[Task statement]: Word for word, restate all of the records.
*** Opening Task inputs ***
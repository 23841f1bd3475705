//! # In-Memory Credential Vault
//!
//! Process-local [`CredentialVault`] for development and tests. Tokens live
//! only for the lifetime of the process.

use crate::credential_vault::{CredentialVault, Provider, SecretToken, VaultError};
use crate::UserId;
use async_trait::async_trait;
use std::collections::HashMap;
use std::sync::Arc;
use tokio::sync::RwLock;

/// Thread-safe in-memory credential vault
#[derive(Clone, Default)]
pub struct InMemoryCredentialVault {
    tokens: Arc<RwLock<HashMap<(UserId, Provider), SecretToken>>>,
}

impl InMemoryCredentialVault {
    /// Create an empty vault
    pub fn new() -> Self {
        Self::default()
    }

    /// Create a vault pre-populated with one user's credentials
    pub async fn with_tokens(
        user_id: &UserId,
        tokens: impl IntoIterator<Item = (Provider, &str)>,
    ) -> Self {
        let vault = Self::new();
        {
            let mut map = vault.tokens.write().await;
            for (provider, token) in tokens {
                map.insert((user_id.clone(), provider), SecretToken::new(token));
            }
        }
        vault
    }
}

#[async_trait]
impl CredentialVault for InMemoryCredentialVault {
    async fn get_token(
        &self,
        user_id: &UserId,
        provider: Provider,
    ) -> Result<Option<SecretToken>, VaultError> {
        let tokens = self.tokens.read().await;
        Ok(tokens.get(&(user_id.clone(), provider)).cloned())
    }

    async fn set_token(
        &self,
        user_id: &UserId,
        provider: Provider,
        token: SecretToken,
    ) -> Result<(), VaultError> {
        if token.is_empty() {
            return Err(VaultError::EmptyCredential);
        }
        let mut tokens = self.tokens.write().await;
        tokens.insert((user_id.clone(), provider), token);
        Ok(())
    }

    async fn clear_token(&self, user_id: &UserId, provider: Provider) -> Result<(), VaultError> {
        let mut tokens = self.tokens.write().await;
        tokens.remove(&(user_id.clone(), provider));
        Ok(())
    }
}

#[cfg(test)]
#[path = "memory_vault_tests.rs"]
mod tests;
*** Closing Task inputs ***
[Completed exercise]:
repository 23841f1bd3475705
//! # In-Memory Credential Vault
//!
//! Process-local [`CredentialVault`] for development and tests. Tokens live
//! only for the lifetime of the process.

use crate::credential_vault::{CredentialVault, Provider, SecretToken, VaultError};
use crate::UserId;
use async_trait::async_trait;
use std::collections::HashMap;
use std::sync::Arc;
use tokio::sync::RwLock;

/// Thread-safe in-memory credential vault
#[derive(Clone, Default)]
pub struct InMemoryCredentialVault {
    tokens: Arc<RwLock<HashMap<(UserId, Provider), SecretToken>>>,
}

impl InMemoryCredentialVault {
    /// Create an empty vault
    pub fn new() -> Self {
        Self::default()
    }

    /// Create a vault pre-populated with one user's credentials
    pub async fn with_tokens(
        user_id: &UserId,
        tokens: impl IntoIterator<Item = (Provider, &str)>,
    ) -> Self {
        let vault = Self::new();
        {
            let mut map = vault.tokens.write().await;
            for (provider, token) in tokens {
                map.insert((user_id.clone(), provider), SecretToken::new(token));
            }
        }
        vault
    }
}

#[async_trait]
impl CredentialVault for InMemoryCredentialVault {
    async fn get_token(
        &self,
        user_id: &UserId,
        provider: Provider,
    ) -> Result<Option<SecretToken>, VaultError> {
        let tokens = self.tokens.read().await;
        Ok(tokens.get(&(user_id.clone(), provider)).cloned())
    }

    async fn set_token(
        &self,
        user_id: &UserId,
        provider: Provider,
        token: SecretToken,
    ) -> Result<(), VaultError> {
        if token.is_empty() {
            return Err(VaultError::EmptyCredential);
        }
        let mut tokens = self.tokens.write().await;
        tokens.insert((user_id.clone(), provider), token);
        Ok(())
    }

    async fn clear_token(&self, user_id: &UserId, provider: Provider) -> Result<(), VaultError> {
        let mut tokens = self.tokens.write().await;
        tokens.remove(&(user_id.clone(), provider));
        Ok(())
    }
}

#[cfg(test)]
#[path = "memory_vault_tests.rs"]
mod tests;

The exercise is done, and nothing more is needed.